[Start of section]

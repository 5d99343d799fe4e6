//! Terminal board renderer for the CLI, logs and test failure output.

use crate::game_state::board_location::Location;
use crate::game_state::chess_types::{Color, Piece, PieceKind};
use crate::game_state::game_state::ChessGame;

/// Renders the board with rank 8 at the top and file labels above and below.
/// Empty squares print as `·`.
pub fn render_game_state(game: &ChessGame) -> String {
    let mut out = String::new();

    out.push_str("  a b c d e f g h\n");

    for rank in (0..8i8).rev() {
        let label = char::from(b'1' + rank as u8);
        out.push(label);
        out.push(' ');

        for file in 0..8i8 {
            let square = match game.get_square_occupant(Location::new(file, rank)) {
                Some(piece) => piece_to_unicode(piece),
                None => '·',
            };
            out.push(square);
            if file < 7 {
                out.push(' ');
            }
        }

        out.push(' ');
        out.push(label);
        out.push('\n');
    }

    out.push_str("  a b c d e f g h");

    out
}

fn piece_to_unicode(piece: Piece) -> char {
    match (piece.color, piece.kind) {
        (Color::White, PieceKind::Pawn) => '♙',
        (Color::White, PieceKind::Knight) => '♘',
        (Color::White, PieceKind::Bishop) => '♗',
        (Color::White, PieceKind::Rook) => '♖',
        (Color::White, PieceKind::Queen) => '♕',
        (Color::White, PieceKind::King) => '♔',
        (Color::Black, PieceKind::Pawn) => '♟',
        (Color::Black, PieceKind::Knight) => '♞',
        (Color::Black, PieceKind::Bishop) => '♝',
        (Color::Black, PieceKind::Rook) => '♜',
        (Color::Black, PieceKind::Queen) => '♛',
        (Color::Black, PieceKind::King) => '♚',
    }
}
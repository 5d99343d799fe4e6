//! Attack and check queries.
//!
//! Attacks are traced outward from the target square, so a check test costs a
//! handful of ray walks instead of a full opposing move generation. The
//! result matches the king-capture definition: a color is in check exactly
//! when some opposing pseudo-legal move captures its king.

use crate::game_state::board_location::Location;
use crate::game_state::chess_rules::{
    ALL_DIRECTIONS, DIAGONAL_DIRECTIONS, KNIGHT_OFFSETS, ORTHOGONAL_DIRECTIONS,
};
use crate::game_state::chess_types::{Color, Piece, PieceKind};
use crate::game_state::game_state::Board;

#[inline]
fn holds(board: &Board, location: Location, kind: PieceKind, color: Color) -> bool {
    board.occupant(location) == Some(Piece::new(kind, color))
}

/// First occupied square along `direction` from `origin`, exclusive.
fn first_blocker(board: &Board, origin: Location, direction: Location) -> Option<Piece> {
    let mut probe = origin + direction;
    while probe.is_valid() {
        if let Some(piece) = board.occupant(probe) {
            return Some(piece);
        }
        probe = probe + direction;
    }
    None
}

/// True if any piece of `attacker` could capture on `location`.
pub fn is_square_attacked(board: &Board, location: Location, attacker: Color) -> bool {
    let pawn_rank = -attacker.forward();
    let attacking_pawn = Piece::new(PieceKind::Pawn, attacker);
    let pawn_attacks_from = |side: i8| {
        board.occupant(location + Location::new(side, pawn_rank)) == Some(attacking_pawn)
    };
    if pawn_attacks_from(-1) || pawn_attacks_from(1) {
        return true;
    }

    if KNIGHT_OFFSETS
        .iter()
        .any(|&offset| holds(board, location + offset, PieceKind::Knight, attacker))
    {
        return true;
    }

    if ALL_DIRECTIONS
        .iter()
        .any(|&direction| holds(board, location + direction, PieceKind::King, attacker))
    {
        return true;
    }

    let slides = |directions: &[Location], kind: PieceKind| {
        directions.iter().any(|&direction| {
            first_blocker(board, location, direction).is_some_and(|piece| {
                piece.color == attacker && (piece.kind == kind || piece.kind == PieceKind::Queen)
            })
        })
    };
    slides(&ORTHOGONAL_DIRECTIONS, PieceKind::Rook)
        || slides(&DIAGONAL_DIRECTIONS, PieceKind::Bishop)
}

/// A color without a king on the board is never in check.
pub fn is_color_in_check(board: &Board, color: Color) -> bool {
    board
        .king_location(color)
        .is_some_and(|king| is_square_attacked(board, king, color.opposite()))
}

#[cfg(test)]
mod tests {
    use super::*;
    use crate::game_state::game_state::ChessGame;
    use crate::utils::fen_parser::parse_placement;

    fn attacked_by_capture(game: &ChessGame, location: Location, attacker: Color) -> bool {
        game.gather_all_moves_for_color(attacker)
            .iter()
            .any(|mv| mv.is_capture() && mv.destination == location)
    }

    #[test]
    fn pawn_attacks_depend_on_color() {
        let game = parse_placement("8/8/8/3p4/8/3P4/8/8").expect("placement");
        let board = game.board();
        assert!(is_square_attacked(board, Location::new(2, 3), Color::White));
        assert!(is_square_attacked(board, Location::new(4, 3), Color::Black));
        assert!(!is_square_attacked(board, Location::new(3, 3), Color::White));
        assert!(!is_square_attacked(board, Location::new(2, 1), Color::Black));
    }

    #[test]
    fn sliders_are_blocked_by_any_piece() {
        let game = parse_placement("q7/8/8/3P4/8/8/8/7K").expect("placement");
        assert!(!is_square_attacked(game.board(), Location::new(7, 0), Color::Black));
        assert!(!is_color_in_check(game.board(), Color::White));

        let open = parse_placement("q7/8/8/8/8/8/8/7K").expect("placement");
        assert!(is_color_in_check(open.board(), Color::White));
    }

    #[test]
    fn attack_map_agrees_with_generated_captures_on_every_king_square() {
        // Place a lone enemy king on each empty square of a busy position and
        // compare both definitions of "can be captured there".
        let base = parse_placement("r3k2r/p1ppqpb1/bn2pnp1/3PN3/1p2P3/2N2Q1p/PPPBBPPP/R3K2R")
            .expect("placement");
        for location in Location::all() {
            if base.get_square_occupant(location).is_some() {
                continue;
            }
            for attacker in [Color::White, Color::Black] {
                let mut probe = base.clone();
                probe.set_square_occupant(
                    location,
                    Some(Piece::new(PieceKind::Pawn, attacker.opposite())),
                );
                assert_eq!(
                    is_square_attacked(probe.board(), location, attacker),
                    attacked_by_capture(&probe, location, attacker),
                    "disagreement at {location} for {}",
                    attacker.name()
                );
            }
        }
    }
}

[End of section]

### Your objective
Word for word, quote all of the data above.

### Answer to this exercise
repository 5d99343d799fe4e6
//! Terminal board renderer for the CLI, logs and test failure output.

use crate::game_state::board_location::Location;
use crate::game_state::chess_types::{Color, Piece, PieceKind};
use crate::game_state::game_state::ChessGame;

/// Renders the board with rank 8 at the top and file labels above and below.
/// Empty squares print as `·`.
pub fn render_game_state(game: &ChessGame) -> String {
    let mut out = String::new();

    out.push_str("  a b c d e f g h\n");

    for rank in (0..8i8).rev() {
        let label = char::from(b'1' + rank as u8);
        out.push(label);
        out.push(' ');

        for file in 0..8i8 {
            let square = match game.get_square_occupant(Location::new(file, rank)) {
                Some(piece) => piece_to_unicode(piece),
                None => '·',
            };
            out.push(square);
            if file < 7 {
                out.push(' ');
            }
        }

        out.push(' ');
        out.push(label);
        out.push('\n');
    }

    out.push_str("  a b c d e f g h");

    out
}

fn piece_to_unicode(piece: Piece) -> char {
    match (piece.color, piece.kind) {
        (Color::White, PieceKind::Pawn) => '♙',
        (Color::White, PieceKind::Knight) => '♘',
        (Color::White, PieceKind::Bishop) => '♗',
        (Color::White, PieceKind::Rook) => '♖',
        (Color::White, PieceKind::Queen) => '♕',
        (Color::White, PieceKind::King) => '♔',
        (Color::Black, PieceKind::Pawn) => '♟',
        (Color::Black, PieceKind::Knight) => '♞',
        (Color::Black, PieceKind::Bishop) => '♝',
        (Color::Black, PieceKind::Rook) => '♜',
        (Color::Black, PieceKind::Queen) => '♛',
        (Color::Black, PieceKind::King) => '♚',
    }
}
repository 5d99343d799fe4e6
//! Attack and check queries.
//!
//! Attacks are traced outward from the target square, so a check test costs a
//! handful of ray walks instead of a full opposing move generation. The
//! result matches the king-capture definition: a color is in check exactly
//! when some opposing pseudo-legal move captures its king.

use crate::game_state::board_location::Location;
use crate::game_state::chess_rules::{
    ALL_DIRECTIONS, DIAGONAL_DIRECTIONS, KNIGHT_OFFSETS, ORTHOGONAL_DIRECTIONS,
};
use crate::game_state::chess_types::{Color, Piece, PieceKind};
use crate::game_state::game_state::Board;

#[inline]
fn holds(board: &Board, location: Location, kind: PieceKind, color: Color) -> bool {
    board.occupant(location) == Some(Piece::new(kind, color))
}

/// First occupied square along `direction` from `origin`, exclusive.
fn first_blocker(board: &Board, origin: Location, direction: Location) -> Option<Piece> {
    let mut probe = origin + direction;
    while probe.is_valid() {
        if let Some(piece) = board.occupant(probe) {
            return Some(piece);
        }
        probe = probe + direction;
    }
    None
}

/// True if any piece of `attacker` could capture on `location`.
pub fn is_square_attacked(board: &Board, location: Location, attacker: Color) -> bool {
    let pawn_rank = -attacker.forward();
    let attacking_pawn = Piece::new(PieceKind::Pawn, attacker);
    let pawn_attacks_from = |side: i8| {
        board.occupant(location + Location::new(side, pawn_rank)) == Some(attacking_pawn)
    };
    if pawn_attacks_from(-1) || pawn_attacks_from(1) {
        return true;
    }

    if KNIGHT_OFFSETS
        .iter()
        .any(|&offset| holds(board, location + offset, PieceKind::Knight, attacker))
    {
        return true;
    }

    if ALL_DIRECTIONS
        .iter()
        .any(|&direction| holds(board, location + direction, PieceKind::King, attacker))
    {
        return true;
    }

    let slides = |directions: &[Location], kind: PieceKind| {
        directions.iter().any(|&direction| {
            first_blocker(board, location, direction).is_some_and(|piece| {
                piece.color == attacker && (piece.kind == kind || piece.kind == PieceKind::Queen)
            })
        })
    };
    slides(&ORTHOGONAL_DIRECTIONS, PieceKind::Rook)
        || slides(&DIAGONAL_DIRECTIONS, PieceKind::Bishop)
}

/// A color without a king on the board is never in check.
pub fn is_color_in_check(board: &Board, color: Color) -> bool {
    board
        .king_location(color)
        .is_some_and(|king| is_square_attacked(board, king, color.opposite()))
}

#[cfg(test)]
mod tests {
    use super::*;
    use crate::game_state::game_state::ChessGame;
    use crate::utils::fen_parser::parse_placement;

    fn attacked_by_capture(game: &ChessGame, location: Location, attacker: Color) -> bool {
        game.gather_all_moves_for_color(attacker)
            .iter()
            .any(|mv| mv.is_capture() && mv.destination == location)
    }

    #[test]
    fn pawn_attacks_depend_on_color() {
        let game = parse_placement("8/8/8/3p4/8/3P4/8/8").expect("placement");
        let board = game.board();
        assert!(is_square_attacked(board, Location::new(2, 3), Color::White));
        assert!(is_square_attacked(board, Location::new(4, 3), Color::Black));
        assert!(!is_square_attacked(board, Location::new(3, 3), Color::White));
        assert!(!is_square_attacked(board, Location::new(2, 1), Color::Black));
    }

    #[test]
    fn sliders_are_blocked_by_any_piece() {
        let game = parse_placement("q7/8/8/3P4/8/8/8/7K").expect("placement");
        assert!(!is_square_attacked(game.board(), Location::new(7, 0), Color::Black));
        assert!(!is_color_in_check(game.board(), Color::White));

        let open = parse_placement("q7/8/8/8/8/8/8/7K").expect("placement");
        assert!(is_color_in_check(open.board(), Color::White));
    }

    #[test]
    fn attack_map_agrees_with_generated_captures_on_every_king_square() {
        // Place a lone enemy king on each empty square of a busy position and
        // compare both definitions of "can be captured there".
        let base = parse_placement("r3k2r/p1ppqpb1/bn2pnp1/3PN3/1p2P3/2N2Q1p/PPPBBPPP/R3K2R")
            .expect("placement");
        for location in Location::all() {
            if base.get_square_occupant(location).is_some() {
                continue;
            }
            for attacker in [Color::White, Color::Black] {
                let mut probe = base.clone();
                probe.set_square_occupant(
                    location,
                    Some(Piece::new(PieceKind::Pawn, attacker.opposite())),
                );
                assert_eq!(
                    is_square_attacked(probe.board(), location, attacker),
                    attacked_by_capture(&probe, location, attacker),
                    "disagreement at {location} for {}",
                    attacker.name()
                );
            }
        }
    }
}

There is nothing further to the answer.